"Look," Bauer said, "we know we can't win. Forget this. Why don't we just pick one guy on the other team and kill him."
Yet, the Kingsmen were so good for so long, defeat became almost unthinkable.
At this point in his life, at age 57, Bob Shoup figured to be in the twilight of his glory.
Instead, he finds himself in the twilight zone.
But on a recent afternoon, he seemed at peace with his circumstances. He sat in his office, surrounded by trophies and other accolades, and talked about both the glory days of the distant past and the gory days of the recent past.
"I was, I guess, the spearhead of the feeling that we ought to look at more options than just the SCIAC," he said. "I really felt we ought to look at the possibility of being an NAIA independent. That's where all of our success really came.

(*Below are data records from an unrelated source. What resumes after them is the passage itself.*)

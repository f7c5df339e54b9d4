/// 网格数据结构模块
///
/// CPU 侧的网格数据容器，存储从文件加载的原始几何数据，
/// 由网格管线上传到 GPU。
use super::vertex::Vertex;

/// CPU 侧网格数据
///
/// 简单的数据持有者，不包含 GPU 资源。
#[derive(Debug, Clone, Default)]
pub struct MeshData {
    /// 顶点数组
    pub vertices: Vec<Vertex>,

    /// 三角形索引，每 3 个索引定义一个三角形
    pub indices: Vec<u32>,

    /// 网格名称（可选）
    pub name: Option<String>,
}

impl MeshData {
    /// 创建一个空的网格数据
    pub fn new() -> Self {
        Self::default()
    }

    /// 创建一个指定名称的空网格数据
    pub fn with_name(name: impl Into<String>) -> Self {
        Self {
            name: Some(name.into()),
            ..Self::default()
        }
    }

    /// 带纹理坐标的立方体，模型文件缺失时的替代几何体
    ///
    /// 每个面 4 个独立顶点，UV 平铺两次以便观察 wrap 寻址和过滤效果。
    pub fn cube(half_extent: f32) -> Self {
        let h = half_extent;
        // (法线, 面内 u 方向, 面内 v 方向)
        let faces: [([f32; 3], [f32; 3], [f32; 3]); 6] = [
            ([0.0, 0.0, -1.0], [1.0, 0.0, 0.0], [0.0, -1.0, 0.0]),
            ([0.0, 0.0, 1.0], [-1.0, 0.0, 0.0], [0.0, -1.0, 0.0]),
            ([1.0, 0.0, 0.0], [0.0, 0.0, 1.0], [0.0, -1.0, 0.0]),
            ([-1.0, 0.0, 0.0], [0.0, 0.0, -1.0], [0.0, -1.0, 0.0]),
            ([0.0, 1.0, 0.0], [1.0, 0.0, 0.0], [0.0, 0.0, 1.0]),
            ([0.0, -1.0, 0.0], [1.0, 0.0, 0.0], [0.0, 0.0, -1.0]),
        ];

        let mut mesh = Self::with_name("Cube");
        for (normal, u_axis, v_axis) in faces {
            let base = mesh.vertices.len() as u32;
            for (su, sv) in [(-1.0f32, -1.0f32), (1.0, -1.0), (1.0, 1.0), (-1.0, 1.0)] {
                let position = [
                    h * (normal[0] + su * u_axis[0] + sv * v_axis[0]),
                    h * (normal[1] + su * u_axis[1] + sv * v_axis[1]),
                    h * (normal[2] + su * u_axis[2] + sv * v_axis[2]),
                ];
                let texcoord = [su + 1.0, sv + 1.0];
                mesh.vertices.push(Vertex::new(position, normal, texcoord));
            }
            mesh.indices
                .extend_from_slice(&[base, base + 1, base + 2, base, base + 2, base + 3]);
        }
        mesh
    }

    /// 获取顶点数量
    #[inline]
    pub fn vertex_count(&self) -> usize {
        self.vertices.len()
    }

    /// 获取索引数量
    #[inline]
    pub fn index_count(&self) -> usize {
        self.indices.len()
    }

    /// 获取三角形数量
    #[inline]
    pub fn triangle_count(&self) -> usize {
        self.indices.len() / 3
    }

    /// 验证网格数据的有效性
    ///
    /// 检查：
    /// - 索引数量是 3 的倍数
    /// - 所有索引都在有效范围内
    pub fn validate(&self) -> Result<(), String> {
        if self.indices.len() % 3 != 0 {
            return Err(format!(
                "Index count must be a multiple of 3, got {}",
                self.indices.len()
            ));
        }

        let vertex_count = self.vertices.len() as u32;
        if let Some((i, &index)) = self
            .indices
            .iter()
            .enumerate()
            .find(|(_, &index)| index >= vertex_count)
        {
            return Err(format!(
                "Index {} at position {} is out of vertex range ({} vertices)",
                index, i, vertex_count
            ));
        }

        Ok(())
    }
}

#[cfg(test)]
mod tests {
    use super::*;

    #[test]
    fn test_mesh_data_counts() {
        let mut mesh = MeshData::new();
        mesh.vertices.extend_from_slice(&[Vertex::default(); 3]);
        mesh.indices.extend_from_slice(&[0, 1, 2]);

        assert_eq!(mesh.vertex_count(), 3);
        assert_eq!(mesh.index_count(), 3);
        assert_eq!(mesh.triangle_count(), 1);
        assert!(mesh.validate().is_ok());
    }

    #[test]
    fn test_mesh_data_validation_invalid_index_count() {
        let mut mesh = MeshData::new();
        mesh.vertices.extend_from_slice(&[Vertex::default(); 2]);
        mesh.indices.extend_from_slice(&[0, 1]);

        assert!(mesh.validate().is_err());
    }

    #[test]
    fn test_mesh_data_validation_invalid_index_range() {
        let mut mesh = MeshData::new();
        mesh.vertices.extend_from_slice(&[Vertex::default(); 2]);
        mesh.indices.extend_from_slice(&[0, 1, 5]);

        let err = mesh.validate().unwrap_err();
        assert!(err.contains("out of vertex range"));
    }

    #[test]
    fn test_cube() {
        let cube = MeshData::cube(10.0);

        assert_eq!(cube.vertex_count(), 24);
        assert_eq!(cube.triangle_count(), 12);
        assert!(cube.validate().is_ok());
        assert_eq!(cube.name.as_deref(), Some("Cube"));

        for v in &cube.vertices {
            assert!(v.position.iter().all(|c| c.abs() <= 10.0 + 1e-4));
            assert!(v.position.iter().any(|c| (c.abs() - 10.0).abs() < 1e-4));
        }
    }
}
//! 帧计时器
//!
//! 每帧调用一次 `tick()`，之后 `elapsed()` 返回与上一帧的间隔（秒）。
//! FPS 每秒刷新一次。

use std::time::{Duration, Instant};

/// 帧间隔时间来源
///
/// 帧循环和相机只依赖这个接口，测试里可以用固定步长替代真实时钟。
pub trait FrameTimer {
    /// 距离上一帧的时间（秒）
    fn elapsed(&self) -> f32;
}

/// 基于 `Instant` 的帧计时器
pub struct Timer {
    last_tick: Instant,
    elapsed: f32,
    total: f32,
    frame_count: u32,
    last_fps_update: Instant,
    fps: f32,
}

impl Timer {
    /// 创建计时器，以当前时刻为起点
    pub fn new() -> Self {
        let now = Instant::now();
        Self {
            last_tick: now,
            elapsed: 0.0,
            total: 0.0,
            frame_count: 0,
            last_fps_update: now,
            fps: 0.0,
        }
    }

    /// 推进一帧
    pub fn tick(&mut self) {
        let now = Instant::now();
        self.elapsed = now.duration_since(self.last_tick).as_secs_f32();
        self.total += self.elapsed;
        self.last_tick = now;

        self.frame_count += 1;
        let since_update = now.duration_since(self.last_fps_update);
        if since_update >= Duration::from_secs(1) {
            self.fps = self.frame_count as f32 / since_update.as_secs_f32();
            self.frame_count = 0;
            self.last_fps_update = now;
        }
    }

    /// 启动以来的累计时间（秒）
    pub fn total(&self) -> f32 {
        self.total
    }

    /// 最近一次统计的 FPS
    pub fn fps(&self) -> f32 {
        self.fps
    }
}

impl FrameTimer for Timer {
    fn elapsed(&self) -> f32 {
        self.elapsed
    }
}

impl Default for Timer {
    fn default() -> Self {
        Self::new()
    }
}

#[cfg(test)]
mod tests {
    use super::*;

    #[test]
    fn test_new_timer_has_zero_elapsed() {
        let timer = Timer::new();
        assert_eq!(timer.elapsed(), 0.0);
        assert_eq!(timer.total(), 0.0);
        assert_eq!(timer.fps(), 0.0);
    }

    #[test]
    fn test_tick_accumulates() {
        let mut timer = Timer::new();
        std::thread::sleep(Duration::from_millis(5));
        timer.tick();
        let first = timer.elapsed();
        assert!(first > 0.0);

        timer.tick();
        assert!(timer.total() >= first);
        assert!((timer.total() - (first + timer.elapsed())).abs() < 1e-6);
    }
}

"I felt there were some other conferences we might take a look at. If we were giving scholarships just up to tuition, and if we were competing against schools that just gave scholarships only to tuition, we could be competitive. I felt it was premature for us to move."

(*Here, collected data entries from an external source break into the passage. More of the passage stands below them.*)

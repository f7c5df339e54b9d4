//! 几何数学工具模块
//!
//! 网格后处理：从三角形面重建顶点法线。

use crate::geometry::vertex::Vertex;

/// 从三角形面重建顶点法线
///
/// 面法线（未归一化，按面积加权）累加到三个顶点，最后统一归一化。
/// 越界的索引被跳过；退化三角形不贡献法线。
pub fn reconstruct_normals(vertices: &mut [Vertex], indices: &[u32]) {
    for vertex in vertices.iter_mut() {
        vertex.normal = [0.0, 0.0, 0.0];
    }

    for triangle in indices.chunks_exact(3) {
        let (i0, i1, i2) = (
            triangle[0] as usize,
            triangle[1] as usize,
            triangle[2] as usize,
        );
        if i0 >= vertices.len() || i1 >= vertices.len() || i2 >= vertices.len() {
            continue;
        }

        let p0 = vertices[i0].position;
        let p1 = vertices[i1].position;
        let p2 = vertices[i2].position;

        let edge1 = [p1[0] - p0[0], p1[1] - p0[1], p1[2] - p0[2]];
        let edge2 = [p2[0] - p0[0], p2[1] - p0[1], p2[2] - p0[2]];
        let face_normal = cross(edge1, edge2);

        for &i in &[i0, i1, i2] {
            let n = &mut vertices[i].normal;
            n[0] += face_normal[0];
            n[1] += face_normal[1];
            n[2] += face_normal[2];
        }
    }

    for vertex in vertices.iter_mut() {
        vertex.normal = normalize(vertex.normal);
    }
}

fn cross(a: [f32; 3], b: [f32; 3]) -> [f32; 3] {
    [
        a[1] * b[2] - a[2] * b[1],
        a[2] * b[0] - a[0] * b[2],
        a[0] * b[1] - a[1] * b[0],
    ]
}

fn normalize(v: [f32; 3]) -> [f32; 3] {
    let len = (v[0] * v[0] + v[1] * v[1] + v[2] * v[2]).sqrt();
    if len > 1e-8 {
        [v[0] / len, v[1] / len, v[2] / len]
    } else {
        [0.0, 0.0, 0.0]
    }
}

But his protests fell on deaf ears.
"I was overruled. There were those who felt the changes could be handled and Cal Lutheran could make another transition. And, hey, I don't like to lose. But it hasn't destroyed me."
Would it have been better, in retrospect, not to have moved up to the WFC after so many successful years in the NAIA?
"I think it was a good thing for the institution," he said. "I think it gave us credibility with the media that the NAIA never had in California. California is an NCAA state.
"I would have preferred to have been successful. You coach with the idea of winning. But I think also you try to be competitive. I think it was good for Cal Lutheran to be able to play against some really good programs.
"There were certainly those that felt, because of our reputation, we could be a contending Cinderella story in the Western Football Conference. That was never realistic."
With his record and place in school history secure, and with a new course set that he doesn't really want to follow, why not just call it a career? Wasn't there a temptation not to come back?
"I'd say it was more than a temptation," he said. "It was a strong feeling. This is going to be an ugly period. It's going to be difficult. It's not going to be fun. Some of my best friends have wondered, why do I continue?
"My wife, Helen, and I took time and talked about it and decided it was better all around if I coached in 1989, better for the players, better for the program. The program could not suffer another major change at this time. I don't want the players to feel the apple cart has been upset here at Cal Lutheran and let's transfer.
"I'm really excited about 1989. I have tremendous respect for the players and coaches that stayed in the midst of all the controversy. It was easy to pack your bags and leave. To say, 'It isn't the Cal Lutheran I knew.'
"I feel very good about this season and I want to be a part of that. But I recognize that to play what is really a Division II schedule under Division III rules is maybe as big a challenge as we had in starting the program in 1962."
Perhaps no one knows better what Shoup is going through in this period of transition than his wife.
"Any time you end a career, it really hurts," said Helen, who saw all three of the couple's children go through CLU and now works in the business office at the school. "He saw this program as if it were a child developing and he wants to leave it strong. We love this place. My goodness, we have had so many blessings here. We never dreamed all this would have happened to us.
"He loves this sport, but where he feels God leads, he'll go. If this should be the end, we have so much to be thankful for. It'll be bittersweet. It'll be an adjustment and I'm sure we'll miss it. But I know we'll be able to handle it.
"I just always see Bob coaching. Being associated with a team is the most wonderful, exciting thing in the world. I wish everybody could have the experience. But I think Bob can be on the sidelines and cheer on the next coach."
But just when that will be remains unclear.
School officials, negotiating Shoup's future behind the scenes, have nothing but good things to say about him. At least publicly.
"Over the 28 years of association with Coach Shoup," said Dennis Gillette, vice president of institutional advancement at the school, "we have seen him as an inspiration to thousands of young people. He has given positive recognition to this institution and to his sport.
"Deeply religious, he has been an excellent role model for the young people who have had the opportunity to be with him. He is in the mold of a winner but brings an ethical sense to his sport and the university."
The night before he talked to a reporter, Shoup had watched a TV program on Landry, showing him in retirement relaxing in a back-yard pool with his grandchildren.
"I could relate to that," Shoup said. "He appeared to have made a good, positive adjustment. He's a born-again Christian. He said, 'doors close and doors open.'
"I've been blessed with a great family, a tremendous coaching career at Cal Lutheran and marvelous friends. I count those as tremendous blessings.
"I don't look forward to any emptiness. My life has been so full and I think it will continue to be full."